In December 2018, the Ivory Act 2018 became law in the UK which will see total ban on dealing in items containing elephant ivory, regardless of their age, within the UK, as well as export from or import to the UK. The The Ivory Alliance 2024 was established ahead of the London Conference on Illegal Wildlife Trade will tackle ivory demand and lobby for domestic market closure, and stronger enforcement of bans or other ivory legislation in key demand and transit markets.

Following China's domestic ivory ban in 2017 consumer research commissioned by TRAFFIC showed that respondents’ claims of past purchase have reduced substantially and future intention to buy ivory products dropped by almost half to 26% when compared to 2017 before their ban took effect. Support for the ivory ban also remains very high in 2018 with 9 out of 10 respondents saying they support it. Legal ivory shops visited by TRAFFIC have stopped selling ivory, and the magnitude of illegal ivory trade in most of surveyed cities and online platforms has decreased. However, there are concerns over ivory trafficking hotspots particularly at the border with neighbouring Viet Nam, as well as a rise of activity since 2017 in China’s ivory auction market, which remains the only legitimate post-ban commercial outlet for ivory sales.
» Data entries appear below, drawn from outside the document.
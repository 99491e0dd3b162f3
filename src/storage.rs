//! Storage layer implementation for rowdb.
//!
//! Everything below the row abstraction lives here:
//!
//! - **Page**: Fixed-size (4KB) windows over the backing file, the unit of I/O
//! - **PageManager**: Reads and writes whole or partial pages to disk
//! - **Pager**: In-memory cache of pages, loaded on demand, with optional LRU
//!   eviction when configured smaller than the table
//!
//! Pages are purely an in-memory concept; nothing about them is persisted
//! other than their position in the file.

pub mod buffer;
pub mod disk;
pub mod error;
pub mod page;

pub use buffer::Pager;
pub use disk::PageManager;
pub use error::{StorageError, StorageResult};
pub use page::{PageId, PAGE_SIZE, TABLE_MAX_PAGES};
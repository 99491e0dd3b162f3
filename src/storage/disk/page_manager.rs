use crate::storage::error::StorageResult;
use crate::storage::page::{PageId, PAGE_SIZE};
use log::debug;
use std::fs::{File, OpenOptions};
use std::io::{ErrorKind, Read, Seek, SeekFrom, Write};
use std::path::Path;

/// Raw page-granular access to the backing file.
///
/// The file is a flat byte array; a page is just the window
/// `[page * PAGE_SIZE, (page + 1) * PAGE_SIZE)`. The last page on disk may be
/// shorter than `PAGE_SIZE`.
pub struct PageManager {
    file: File,
    file_length: u64,
}

impl PageManager {
    /// Opens the file for read/write, creating it if it does not exist.
    pub fn open(path: &Path) -> StorageResult<Self> {
        let mut file = OpenOptions::new()
            .read(true)
            .write(true)
            .create(true)
            .truncate(false)
            .open(path)?;

        let file_length = file.seek(SeekFrom::End(0))?;
        debug!("opened {:?} ({} bytes)", path, file_length);

        Ok(Self { file, file_length })
    }

    pub fn file_length(&self) -> u64 {
        self.file_length
    }

    /// Number of pages with at least one byte on disk.
    pub fn num_pages(&self) -> u32 {
        self.file_length.div_ceil(PAGE_SIZE as u64) as u32
    }

    /// Reads up to `PAGE_SIZE` bytes of `page_id` into `buf`.
    ///
    /// Returns the number of bytes read. A page past the end of the file reads
    /// zero bytes and a short final page reads what is there; in both cases the
    /// rest of `buf` is left untouched.
    pub fn read_page(
        &mut self,
        page_id: PageId,
        buf: &mut [u8; PAGE_SIZE],
    ) -> StorageResult<usize> {
        if page_id.0 >= self.num_pages() {
            return Ok(0);
        }

        self.file.seek(SeekFrom::Start(page_id.file_offset()))?;

        let mut filled = 0;
        while filled < PAGE_SIZE {
            match self.file.read(&mut buf[filled..]) {
                Ok(0) => break,
                Ok(n) => filled += n,
                Err(e) if e.kind() == ErrorKind::Interrupted => continue,
                Err(e) => return Err(e.into()),
            }
        }

        Ok(filled)
    }

    /// Writes `data` at the start of `page_id`, growing the file if needed.
    pub fn write_page(&mut self, page_id: PageId, data: &[u8]) -> StorageResult<()> {
        debug_assert!(data.len() <= PAGE_SIZE);

        let offset = page_id.file_offset();
        self.file.seek(SeekFrom::Start(offset))?;
        self.file.write_all(data)?;

        self.file_length = self.file_length.max(offset + data.len() as u64);
        Ok(())
    }

    /// Forces written pages to disk and releases the handle.
    pub fn close(self) -> StorageResult<()> {
        self.file.sync_all()?;
        Ok(())
    }
}
//! Access layer for row-oriented operations.
//!
//! This module maps logical rows onto pages:
//!
//! - **Row**: The fixed-width record and its binary layout
//! - **Table**: Row count, row addressing, insert, scan and close
//! - **Cursor**: A borrowed position used to walk or append to a table
//!
//! Higher layers work with [`Row`] values and never see page offsets.

pub mod cursor;
pub mod row;
pub mod table;

pub use cursor::Cursor;
pub use row::{deserialize_row, serialize_row, Row, ROWS_PER_PAGE, ROW_SIZE, TABLE_MAX_ROWS};
pub use table::{Table, TableScanner};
Further examination of the current exemption allowing antique ivory to be sold at auction revealed potential loopholes for laundering illegal ivory. TRAFFIC also found that some auctions mislabeled auction items in the catalogues in order to evade ivory trade supervision.

The Hong Kong Legislative Council passed a bill in January 2018 to end local ivory trade in Hong Kong, with closure of its ivory markets being implemented in phases. With immediate effect, the amended law will ban the trade in elephant trophies, while an end to ivory imports and exports followed three months after the law comes into effect. Commercial trade of ivory within the territory, however, can continue until the end of 2021, after which all ivory trading will cease, with the exception of the antiques trade in ivory carved before the year 1925. This leaves a gap of four years between the closure of ivory markets in Hong Kong and mainland China, with the latter having shut down all of its registered ivory outlets at the end of 2017.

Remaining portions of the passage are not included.